By Julie Steenhuysen and Carl O’Donnell

(Reuters) – The U.S. Food and Drug Administration on Wednesday granted Abbott Laboratories <ABT.N> approval to sell a test for the new coronavirus, as more companies begin producing much needed diagnostics for the pathogen that has set off a global pandemic.

The tests will help meet a major U.S. shortfall of diagnostic capabilities that has severely limited the nation’s ability to track the spread of the outbreak.

The rise in U.S. cases of COVID-19, a highly contagious and sometimes fatal respiratory illness, has concerned health officials and spurred calls from lawmakers for action to expand testing capacity to slow its spread. Governors around the country have been begging for more test kits.

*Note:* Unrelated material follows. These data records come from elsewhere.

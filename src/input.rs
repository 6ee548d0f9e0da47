//! 自治体参照テーブルの読み込み

use std::collections::{BTreeSet, HashSet};
use std::path::Path;

use serde::Deserialize;

use crate::artifact::csv_reader;
use crate::checkpoint::TargetRecord;
use crate::error::ScraperError;

/// 参照テーブルの1行（列順は問わない）
#[derive(Debug, Clone, Deserialize)]
struct InputRow {
    ags: String,
    municipality: String,
    state: String,
    #[serde(with = "crate::checkpoint::postcode_set")]
    postcodes: BTreeSet<String>,
    #[serde(default)]
    querystring: Option<String>,
}

/// 既定の検索クエリ
pub fn default_query(municipality: &str, state: &str) -> String {
    format!("{} {}", municipality.trim(), state.trim())
}

/// 参照テーブルを読み込んでターゲット行にする
///
/// 検索クエリが空なら `"<自治体名> <州名>"` を補う。`ags` の重複は設定エラー。
pub fn read_targets(path: &Path) -> Result<Vec<TargetRecord>, ScraperError> {
    let mut reader = csv_reader(path)
        .map_err(|e| ScraperError::Config(format!("{}: {}", path.display(), e)))?;

    let mut seen = HashSet::new();
    let mut targets = Vec::new();
    for row in reader.deserialize::<InputRow>() {
        let row = row.map_err(|e| ScraperError::Config(format!("{}: {}", path.display(), e)))?;
        if !seen.insert(row.ags.clone()) {
            return Err(ScraperError::Config(format!(
                "{}: duplicate ags {}",
                path.display(),
                row.ags
            )));
        }

        let query = row
            .querystring
            .map(|q| q.trim().to_string())
            .filter(|q| !q.is_empty())
            .unwrap_or_else(|| default_query(&row.municipality, &row.state));
        targets.push(TargetRecord::new(
            row.ags,
            row.municipality,
            row.state,
            row.postcodes,
            Some(query),
        ));
    }
    Ok(targets)
}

Abbott said it plans to immediately distribute around 150,000 tests to customers in the United States and will continue to ramp up production to hit a goal of providing up to 1 million tests per week.

“This is an example of what people can achieve when they come together in a moment of great need,” John Hackett, divisional vice president of applied research and technology at Abbott, said in a telephone interview.

The tests will be conducted on Abbott’s m2000 platform, which is currently installed in 175 labs across the country.

“The majority of the systems are in hospital labs or academic center labs,” Hackett said. “These are the places where you need them.”

The FDA has been rushing to approve tests for the coronavirus on an emergency basis and has approved those made by Roche Holding AG <ROG.S> and Thermo Fisher Scientific Inc <TMO.N>.

Vice President Mike Pence, who is leading the White House’s coronavirus task force, said on March 4 that roughly 1.5 million tests would be available by the end of that week, while President Donald Trump said the same week that “anyone who wants a test, gets a test.”

Those assurances proved not to be the case and the United States lags far behind most other industrialized nations in coronavirus testing that public health officials deem critically important.

The U.S. Centers for Disease Control and Prevention reported that just over 30,000 coronavirus tests have been conducted by federal, state and local laboratories so far.

With the expansion of testing comes a surge in confirmed cases of COVID-19. More than 200,000 cases have been reported worldwide and over 7,000 in the United States with 118 deaths, according to a tally kept by John’s Hopkins University.